In this contribution, the concept of AFS systems is extended to MDOF
systems. Preliminary suggestions for a simplified design procedure for AFS
connection systems are given within the framework of a Direct
Displacement-Based Design (DDBD) approach. Using case-study prototypes of
five-storey moment-resisting frame, incorporating four different connection
systems, a comparative MDOF study is carried out by the means of non-linear
time-history analyses using suites of far-field and nearfault earthquake
excitations. The non-linear time history analysis results for both far-field
and near-fault earthquakes provided satisfactory validation of the design
procedure, though being, as expected, on the conservative side when dealing
with velocity-dependent dissipating systems.

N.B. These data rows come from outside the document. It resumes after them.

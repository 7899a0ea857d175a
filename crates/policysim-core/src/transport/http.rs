//! HTTP/JSON engine client

use std::time::Duration;

use async_trait::async_trait;
use serde::{Deserialize, Serialize};
use serde_json::{json, Value};

use super::{engine_payload, CompareRequest, EngineTransport, PolicyRequest};
use crate::config::ClientConfig;
use crate::error::TransportError;
use crate::model::SimulationResult;
use crate::policy::{PolicyConfig, PolicyKind};

/// Error body returned by the engine
#[derive(Debug, Deserialize)]
struct ErrorBody {
    error: String,
}

#[derive(Debug, Deserialize)]
struct ExplainResponse {
    explanation: String,
}

#[derive(Debug, Serialize)]
struct ReportRequest<'a> {
    simulation_results: Value,
    explanation: &'a str,
}

/// Engine client over HTTP/JSON
#[derive(Debug, Clone)]
pub struct HttpEngineClient {
    config: ClientConfig,
    http_client: reqwest::Client,
}

impl HttpEngineClient {
    /// Create a client for the configured engine
    pub fn new(config: ClientConfig) -> Result<Self, TransportError> {
        reqwest::Url::parse(config.base_url.trim())
            .map_err(|e| TransportError::InvalidUrl(format!("{}: {e}", config.base_url)))?;

        let http_client = reqwest::Client::builder()
            .timeout(Duration::from_secs(config.timeout_secs))
            .user_agent(config.user_agent.clone())
            .build()
            .map_err(|e| TransportError::Request(e.to_string()))?;

        Ok(Self {
            config,
            http_client,
        })
    }

    /// Configuration this client was built from
    pub fn config(&self) -> &ClientConfig {
        &self.config
    }

    async fn post<B: Serialize + ?Sized>(
        &self,
        path: &str,
        body: &B,
    ) -> Result<reqwest::Response, TransportError> {
        let url = self.config.endpoint(path);
        tracing::debug!("POST {}", url);
        let response = self
            .http_client
            .post(&url)
            .json(body)
            .send()
            .await
            .map_err(|e| self.map_error(e))?;
        check_status(response).await
    }

    async fn get(&self, path: &str) -> Result<reqwest::Response, TransportError> {
        let url = self.config.endpoint(path);
        tracing::debug!("GET {}", url);
        let response = self
            .http_client
            .get(&url)
            .send()
            .await
            .map_err(|e| self.map_error(e))?;
        check_status(response).await
    }

    async fn json(&self, response: reqwest::Response) -> Result<Value, TransportError> {
        let body: Value = response.json().await.map_err(|e| self.map_error(e))?;
        match error_message(&body) {
            Some(message) => Err(TransportError::Server {
                status: None,
                message,
            }),
            None => Ok(body),
        }
    }

    fn map_error(&self, e: reqwest::Error) -> TransportError {
        if e.is_timeout() {
            TransportError::Timeout(self.config.timeout_secs)
        } else {
            TransportError::from(e)
        }
    }
}

/// Turn a non-2xx response into one `TransportError`, keeping the engine's
/// `error` string when the body carries one.
async fn check_status(response: reqwest::Response) -> Result<reqwest::Response, TransportError> {
    let status = response.status();
    if status.is_success() {
        return Ok(response);
    }

    let text = response.text().await.unwrap_or_default();
    let message = serde_json::from_str::<ErrorBody>(&text)
        .map(|body| body.error)
        .unwrap_or_else(|_| {
            format!(
                "Simulation engine error ({})",
                status.canonical_reason().unwrap_or("unknown status")
            )
        });
    tracing::warn!("Engine returned {}: {}", status, message);

    Err(TransportError::Server {
        status: Some(status.as_u16()),
        message,
    })
}

/// `{error}` or `{success: false}` bodies delivered with a 2xx status
fn error_message(body: &Value) -> Option<String> {
    if let Some(error) = body.get("error").and_then(Value::as_str) {
        return Some(error.to_string());
    }
    (body.get("success") == Some(&Value::Bool(false)))
        .then(|| "The simulation engine reported a failure".to_string())
}

#[async_trait]
impl EngineTransport for HttpEngineClient {
    async fn simulate(&self, policy: &PolicyConfig) -> Result<Value, TransportError> {
        let response = self
            .post("/api/simulate", &PolicyRequest::from(policy))
            .await?;
        self.json(response).await
    }

    async fn compare(&self, a: &PolicyConfig, b: &PolicyConfig) -> Result<Value, TransportError> {
        let body = CompareRequest {
            policy_a: PolicyRequest::from(a),
            policy_b: PolicyRequest::from(b),
        };
        let response = self.post("/api/compare", &body).await?;
        self.json(response).await
    }

    async fn explain(&self, result: &SimulationResult) -> Result<String, TransportError> {
        let body = json!({ "simulation_results": engine_payload(result) });
        let response = self.post("/api/explain", &body).await?;
        let body = self.json(response).await?;
        serde_json::from_value::<ExplainResponse>(body)
            .map(|r| r.explanation)
            .map_err(|e| TransportError::Decode(e.to_string()))
    }

    async fn download_report(
        &self,
        result: &SimulationResult,
        explanation: &str,
    ) -> Result<Vec<u8>, TransportError> {
        let body = ReportRequest {
            simulation_results: engine_payload(result),
            explanation,
        };
        let response = self.post("/api/download-report", &body).await?;
        let bytes = response.bytes().await.map_err(|e| self.map_error(e))?;
        Ok(bytes.to_vec())
    }

    async fn policy_insights(&self, kind: PolicyKind) -> Result<Value, TransportError> {
        let response = self
            .get(&format!("/api/policy-insights/{}", kind.as_str()))
            .await?;
        self.json(response).await
    }

    async fn health(&self) -> Result<Value, TransportError> {
        let response = self.get("/api/health").await?;
        self.json(response).await
    }
}

#[cfg(test)]
mod tests {
    use super::*;

    #[test]
    fn test_invalid_base_url_is_rejected() {
        let config = ClientConfig::new().with_base_url("not a url");
        assert!(matches!(
            HttpEngineClient::new(config),
            Err(TransportError::InvalidUrl(_))
        ));
    }

    #[test]
    fn test_client_keeps_config() {
        let config = ClientConfig::new().with_timeout_secs(3);
        let client = HttpEngineClient::new(config.clone()).unwrap();
        assert_eq!(client.config(), &config);
    }

    #[test]
    fn test_error_message_from_success_body() {
        assert_eq!(
            error_message(&json!({"error": "Invalid policy type"})),
            Some("Invalid policy type".to_string())
        );
        assert!(error_message(&json!({"success": false})).is_some());
        assert!(error_message(&json!({"success": true, "data": {}})).is_none());
    }

    #[tokio::test]
    async fn test_unreachable_engine_is_a_transport_error() {
        // Port 9 (discard) is closed on test hosts
        let config = ClientConfig::new()
            .with_base_url("http://127.0.0.1:9")
            .with_timeout_secs(2);
        let client = HttpEngineClient::new(config).unwrap();
        let err = client.health().await.unwrap_err();
        assert_eq!(err.user_message(), "Could not reach the simulation engine");
    }
}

In the search of alternative retrofit techniques and new
seismic-resisting systems that would perform to the performance objectives in
line with the framework of the Performance-based Earthquake Engineering (PBEE),
structural systems with the emphasis on minimising damage and financial losses
have been recently developed. The introduction of jointed-ductile precast
concrete systems (typically referred to as PRESSS-technology), where un-bonded
post-tensioned tendons are used in conjunction with hysteretic energy
dissipation elements to achieve self-centering capacity, hence guaranteeing
negligible residual deformation on the structural systems and assuring minimum
damage in the structural elements (Priestley et al., 1999), is considered one
of the main seismic research outcome highlights of the past decade. Further
research in the development of re-centering systems based on a controlled
rocking motion has extended its application to steel (Christopoulos et al.,
2002) and timber structures (Palermo et al., 2005). In parallel, investigations
have been carried out on the feasibility of combining re-centering systems with
viscous damping (Kurama, 2001) or friction energy dissipation devices (Morgen
and Kurama, 2004). In conjunction to the development of these new structural
system, the argument to use a residual deformation damage index (RDDI), in
combination to traditional damage indexes based on ductility, maximum
displacement and/or cumulated energy, as a more appropriate damage indicator
was made (Pampanin et al., 2002). Recognising that minimal residual deformation
as a critical component of a design objectives, as with maximum displacements,
better performance levels can be achieved with re-centering structural systems.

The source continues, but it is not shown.